Siempre que hablamos de vajillas finas, es obligado mencionar un lugar que produce algunas de las mejores: la ciudad francesa de Limoges, mundialmente conocida por su maravillosa porcelana; por eso, en esta ocasión decidimos contarte un poco de su historia, para entender el por qué de su fama.

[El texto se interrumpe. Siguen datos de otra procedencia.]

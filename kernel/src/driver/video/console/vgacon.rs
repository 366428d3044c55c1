//! 以内存模拟的VGA文本模式显示设备
//!
//! 每个字符单元是 (属性 << 8) | 字形，与终端核心的屏幕缓冲区格式一致。
//! 整屏上下滚动通过移动显示起点完成，不需要搬动内存。

use log::debug;
use system_error::SystemError;

use crate::{
    driver::tty::{
        console::{BlankMode, ConsoleSwitch},
        virtual_terminal::{
            console_map,
            virtual_console::{
                CursorOperation, ScrollDir, VirtualConsoleData, VirtualConsoleIntensity,
            },
            Color,
        },
        ConsoleFont,
    },
    libs::spinlock::SpinLock,
};

/// 显示设备支持的最大尺寸
pub const VGA_MAX_COLS: usize = 132;
pub const VGA_MAX_ROWS: usize = 50;

const VGA_FONT_WIDTH: u32 = 8;
const VGA_DEFAULT_FONT_HEIGHT: u32 = 16;
const VGA_DEFAULT_FONT_COUNT: u32 = 256;

fn vga_default_font() -> ConsoleFont {
    let mut font = ConsoleFont {
        width: VGA_FONT_WIDTH,
        height: VGA_DEFAULT_FONT_HEIGHT,
        count: VGA_DEFAULT_FONT_COUNT,
        data: Vec::new(),
    };
    font.data = vec![0; font.expected_len()];
    font
}

#[derive(Debug)]
struct VgaState {
    cols: usize,
    rows: usize,
    cells: Vec<u16>,
    /// 显示起点所在的行，整屏滚动时移动
    origin: usize,
    cursor: Option<(usize, usize)>,
    cursor_type: u32,
    /// DAC调色板，按硬件寄存器的顺序
    dac: [Color; 16],
    font: ConsoleFont,
    blanked: bool,
    powerdown: bool,
    hw_scrolls: usize,
}

impl VgaState {
    /// 第y行在cells中的起始下标
    #[inline]
    fn line(&self, y: usize) -> usize {
        ((self.origin + y) % self.rows) * self.cols
    }

    /// 控制台尺寸变化之后显示设备跟着调整
    fn fit(&mut self, vc_data: &VirtualConsoleData) {
        if vc_data.cols == self.cols && vc_data.rows == self.rows {
            return;
        }
        debug!(
            "vgacon: mode {}x{} -> {}x{}",
            self.cols, self.rows, vc_data.cols, vc_data.rows
        );
        self.cols = vc_data.cols;
        self.rows = vc_data.rows;
        self.cells = vec![vc_data.erase_char; self.cols * self.rows];
        self.origin = 0;
        self.cursor = None;
    }

    fn fill(&mut self, y: usize, x: usize, width: usize, ch: u16) {
        let start = self.line(y) + x;
        self.cells[start..start + width].fill(ch);
    }
}

/// 内存中的VGA文本显示
#[derive(Debug)]
pub struct VgaConsole {
    state: SpinLock<VgaState>,
}

impl VgaConsole {
    pub fn new(cols: usize, rows: usize) -> Self {
        let cols = cols.clamp(1, VGA_MAX_COLS);
        let rows = rows.clamp(1, VGA_MAX_ROWS);
        Self {
            state: SpinLock::new(VgaState {
                cols,
                rows,
                cells: vec![0x0720; cols * rows],
                origin: 0,
                cursor: None,
                cursor_type: 0,
                dac: [Color::default(); 16],
                font: vga_default_font(),
                blanked: false,
                powerdown: false,
                hw_scrolls: 0,
            }),
        }
    }

    /// 第y行显示的文本，去掉行尾空白
    pub fn row_text(&self, y: usize) -> String {
        let state = self.state.lock();
        if y >= state.rows {
            return String::new();
        }
        let start = state.line(y);
        let s: String = state.cells[start..start + state.cols]
            .iter()
            .map(|cell| console_map::glyph_to_char(cell & 0xff))
            .collect();
        s.trim_end().to_string()
    }

    pub fn cell(&self, x: usize, y: usize) -> u16 {
        let state = self.state.lock();
        state.cells[state.line(y) + x]
    }

    pub fn is_blanked(&self) -> bool {
        self.state.lock().blanked
    }

    pub fn is_powered_down(&self) -> bool {
        self.state.lock().powerdown
    }

    pub fn cursor(&self) -> Option<(usize, usize)> {
        self.state.lock().cursor
    }

    /// (cols, rows)
    pub fn size(&self) -> (usize, usize) {
        let state = self.state.lock();
        (state.cols, state.rows)
    }

    pub fn dac(&self) -> [Color; 16] {
        self.state.lock().dac
    }

    pub fn font(&self) -> ConsoleFont {
        self.state.lock().font.clone()
    }

    /// 通过移动显示起点完成的滚动次数
    pub fn hw_scrolls(&self) -> usize {
        self.state.lock().hw_scrolls
    }
}

impl ConsoleSwitch for VgaConsole {
    fn con_startup(&self) -> Result<&'static str, SystemError> {
        Ok("VGA+")
    }

    fn con_init(&self, vc_data: &mut VirtualConsoleData, _init: bool) -> Result<(), SystemError> {
        let state = self.state.lock();
        vc_data.color_mode = true;
        vc_data.cols = state.cols;
        vc_data.rows = state.rows;
        let font = state.font.clone();
        drop(state);
        vc_data.set_font_info(&font);
        Ok(())
    }

    fn con_build_attr(
        &self,
        vc_data: &VirtualConsoleData,
        color: u8,
        intensity: VirtualConsoleIntensity,
        blink: bool,
        underline: bool,
        reverse: bool,
        italic: bool,
    ) -> Result<u8, SystemError> {
        let mut attr = color;
        if italic {
            attr = (attr & 0xf0) | vc_data.itcolor;
        } else if underline {
            attr = (attr & 0xf0) | vc_data.ulcolor;
        } else if intensity == VirtualConsoleIntensity::HalfBright {
            attr = (attr & 0xf0) | vc_data.halfcolor;
        }
        if reverse {
            attr = (attr & 0x88) | (((attr >> 4) | (attr << 4)) & 0x77);
        }
        if blink {
            attr ^= 0x80;
        }
        if intensity == VirtualConsoleIntensity::Bold {
            attr ^= 0x08;
        }
        Ok(attr)
    }

    fn con_clear(
        &self,
        vc_data: &VirtualConsoleData,
        sy: usize,
        sx: usize,
        height: usize,
        width: usize,
    ) -> Result<(), SystemError> {
        let mut state = self.state.lock();
        state.fit(vc_data);
        if sy >= state.rows || sx >= state.cols {
            return Ok(());
        }
        let height = height.min(state.rows - sy);
        let width = width.min(state.cols - sx);
        for y in sy..sy + height {
            state.fill(y, sx, width, vc_data.erase_char);
        }
        Ok(())
    }

    fn con_putc(
        &self,
        vc_data: &VirtualConsoleData,
        ch: u16,
        ypos: u32,
        xpos: u32,
    ) -> Result<(), SystemError> {
        self.con_putcs(vc_data, &[ch], 1, ypos, xpos)
    }

    fn con_putcs(
        &self,
        vc_data: &VirtualConsoleData,
        buf: &[u16],
        count: usize,
        ypos: u32,
        xpos: u32,
    ) -> Result<(), SystemError> {
        let mut state = self.state.lock();
        state.fit(vc_data);
        let (y, x) = (ypos as usize, xpos as usize);
        if y >= state.rows || x >= state.cols {
            return Err(SystemError::EINVAL);
        }
        let len = count.min(buf.len()).min(state.cols - x);
        let start = state.line(y) + x;
        state.cells[start..start + len].copy_from_slice(&buf[..len]);
        Ok(())
    }

    fn con_cursor(&self, vc_data: &VirtualConsoleData, op: CursorOperation) {
        let mut state = self.state.lock();
        match op {
            CursorOperation::Erase => state.cursor = None,
            CursorOperation::Draw | CursorOperation::Move => {
                state.cursor = Some((vc_data.state.x, vc_data.state.y));
            }
            CursorOperation::Change => state.cursor_type = vc_data.cursor_type,
        }
    }

    fn con_set_palette(
        &self,
        vc_data: &VirtualConsoleData,
        color_table: &[u8],
    ) -> Result<(), SystemError> {
        if color_table.len() < 16 {
            return Err(SystemError::EINVAL);
        }
        let mut state = self.state.lock();
        for (i, reg) in color_table.iter().take(16).enumerate() {
            state.dac[(*reg & 0x0f) as usize] = vc_data.palette[i];
        }
        Ok(())
    }

    fn con_scroll(
        &self,
        vc_data: &VirtualConsoleData,
        top: usize,
        bottom: usize,
        dir: ScrollDir,
        nr: usize,
    ) -> bool {
        let mut state = self.state.lock();
        state.fit(vc_data);
        // 只有整屏滚动可以移动显示起点
        if top != 0 || bottom != state.rows || nr == 0 || nr >= state.rows {
            return false;
        }
        let rows = state.rows;
        let cols = state.cols;
        match dir {
            ScrollDir::Up => {
                state.origin = (state.origin + nr) % rows;
                for y in rows - nr..rows {
                    state.fill(y, 0, cols, vc_data.erase_char);
                }
            }
            ScrollDir::Down => {
                state.origin = (state.origin + rows - nr) % rows;
                for y in 0..nr {
                    state.fill(y, 0, cols, vc_data.erase_char);
                }
            }
        }
        state.hw_scrolls += 1;
        true
    }

    fn con_switch(&self, vc_data: &VirtualConsoleData) -> bool {
        let mut state = self.state.lock();
        state.fit(vc_data);
        state.cursor_type = vc_data.cursor_type;
        // 显存中是上一个控制台的内容，需要整屏重绘
        true
    }

    fn con_blank(&self, _vc_data: &VirtualConsoleData, blank: BlankMode, mode_switch: bool) -> bool {
        let mut state = self.state.lock();
        match blank {
            BlankMode::Unblank => {
                state.blanked = false;
                state.powerdown = false;
            }
            BlankMode::Normal => state.blanked = true,
            BlankMode::VsyncSuspend | BlankMode::HsyncSuspend | BlankMode::Powerdown => {
                state.blanked = true;
                state.powerdown = true;
            }
        }
        debug!("vgacon: blank {:?} (mode switch: {})", blank, mode_switch);
        true
    }

    fn con_font_set(
        &self,
        _vc_data: &VirtualConsoleData,
        font: &ConsoleFont,
        _flags: u32,
    ) -> Result<(), SystemError> {
        if font.width != VGA_FONT_WIDTH || (font.count != 256 && font.count != 512) {
            return Err(SystemError::EINVAL);
        }
        self.state.lock().font = font.clone();
        Ok(())
    }

    fn con_font_get(&self, _vc_data: &VirtualConsoleData) -> Result<ConsoleFont, SystemError> {
        Ok(self.state.lock().font.clone())
    }

    fn con_font_default(
        &self,
        _vc_data: &VirtualConsoleData,
        _name: Option<&str>,
    ) -> Result<ConsoleFont, SystemError> {
        let font = vga_default_font();
        self.state.lock().font = font.clone();
        Ok(ConsoleFont {
            data: Vec::new(),
            ..font
        })
    }

    fn con_resize(
        &self,
        _vc_data: &VirtualConsoleData,
        cols: usize,
        rows: usize,
    ) -> Result<(), SystemError> {
        if cols > VGA_MAX_COLS || rows > VGA_MAX_ROWS {
            return Err(SystemError::EINVAL);
        }
        Ok(())
    }

    fn con_invert_region(
        &self,
        vc_data: &VirtualConsoleData,
        offset: usize,
        count: usize,
    ) -> Result<(), SystemError> {
        let mut state = self.state.lock();
        state.fit(vc_data);
        let cols = state.cols;
        let end = (offset + count).min(vc_data.screen_buf.len());
        for pos in offset..end {
            let idx = state.line(pos / cols) + pos % cols;
            state.cells[idx] = vc_data.screen_buf[pos];
        }
        Ok(())
    }
}

#[cfg(test)]
mod tests {
    use std::sync::Arc;

    use super::*;
    use crate::{
        driver::tty::virtual_terminal::{vt_config::VtConfig, VtManager, COLOR_TABLE},
        process::ProcessTable,
    };

    fn setup() -> (Arc<VgaConsole>, VtManager) {
        let manager = VtManager::new(VtConfig::default(), Arc::new(ProcessTable::new()));
        let vga = Arc::new(VgaConsole::new(80, 25));
        manager.register_display(vga.clone(), 0, 2).unwrap();
        (vga, manager)
    }

    #[test]
    fn test_output_and_cursor() {
        let (vga, manager) = setup();
        let vt = manager.vt_of(0).unwrap();
        vt.con_write(0, b"hello\r\nworld").unwrap();
        assert_eq!(vga.row_text(0), "hello");
        assert_eq!(vga.row_text(1), "world");
        assert_eq!(vga.cursor(), Some((5, 1)));
        assert_eq!(vga.cell(0, 0) & 0xff, b'h' as u16);
    }

    #[test]
    fn test_full_screen_scroll_moves_origin() {
        let (vga, manager) = setup();
        let vt = manager.vt_of(0).unwrap();
        for i in 0..27 {
            vt.con_write(0, format!("row {}\r\n", i).as_bytes()).unwrap();
        }
        assert_eq!(vga.hw_scrolls(), 3);
        assert_eq!(vga.row_text(0), "row 3");
        assert_eq!(vga.row_text(23), "row 26");
        assert_eq!(vga.row_text(24), "");
    }

    #[test]
    fn test_region_scroll_redrawn_by_core() {
        let (vga, manager) = setup();
        let vt = manager.vt_of(0).unwrap();
        // 滚动区域为第2到第3行
        vt.con_write(0, b"a\r\nb\r\nc\x1b[2;3r\x1b[3;1H\n").unwrap();
        assert_eq!(vga.hw_scrolls(), 0);
        assert_eq!(vga.row_text(0), "a");
        assert_eq!(vga.row_text(1), "c");
        assert_eq!(vga.row_text(2), "");
    }

    #[test]
    fn test_palette_goes_through_color_table() {
        let (vga, _manager) = setup();
        let dac = vga.dac();
        // 控制台的1号颜色（红）写入硬件的4号寄存器
        assert_eq!(COLOR_TABLE[1], 4);
        assert_eq!(dac[4].red, 0xaa);
        assert_eq!(dac[4].blue, 0);
    }

    #[test]
    fn test_resize_limits() {
        let vga = VgaConsole::new(80, 25);
        let config = VtConfig::default();
        let vc = VirtualConsoleData::new(0, &config, console_map::new_user_translation());
        assert!(vga.con_resize(&vc, 132, 50).is_ok());
        assert_eq!(vga.con_resize(&vc, 133, 25), Err(SystemError::EINVAL));
    }

    #[test]
    fn test_font_width_must_be_8() {
        let vga = VgaConsole::new(80, 25);
        let config = VtConfig::default();
        let vc = VirtualConsoleData::new(0, &config, console_map::new_user_translation());
        let font = ConsoleFont {
            width: 9,
            height: 16,
            count: 256,
            data: vec![0; ConsoleFont::glyph_stride(9) * 256],
        };
        assert_eq!(vga.con_font_set(&vc, &font, 0), Err(SystemError::EINVAL));
        assert_eq!(vga.font().width, 8);
    }

    #[test]
    fn test_blank_levels() {
        let vga = VgaConsole::new(80, 25);
        let config = VtConfig::default();
        let vc = VirtualConsoleData::new(0, &config, console_map::new_user_translation());
        assert!(vga.con_blank(&vc, BlankMode::Normal, false));
        assert!(vga.is_blanked());
        assert!(!vga.is_powered_down());
        vga.con_blank(&vc, BlankMode::Powerdown, false);
        assert!(vga.is_powered_down());
        vga.con_blank(&vc, BlankMode::Unblank, false);
        assert!(!vga.is_blanked());
    }
}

Situada en la región de Nouvelle-Aquitaine, a orillas del río Vienne, Limoges siempre ha sido una ciudad con una fuerte vocación industrial basada principalmente en su famosa porcelana; fabricarla es una tradición que inició en el año 1768 cuando accidentalmente una de sus habitantes encontró una arcilla que le pareció ideal para lavar ropa. La mujer no sabía que se trataba de caolín, esto es: el mineral necesario para elaborar porcelana. En ese entonces la mejor venía de China, pero descubrir yacimientos de caolín en Francia hizo que no fuera necesario importarla. No solo eso, justo en ese momento el país atravesaba una crisis económica y el hallazgo ofrecía una interesante alternativa para salir del problema. Por eso, el rey Luis XVI proclamó un edicto para otorgar a la ciudad de Limoges la exclusividad en la producción de la porcelana del reino. El resto es historia: en la región se establecieron factorías dedicadas a producirla; incluso muchas de estas aún funcionan.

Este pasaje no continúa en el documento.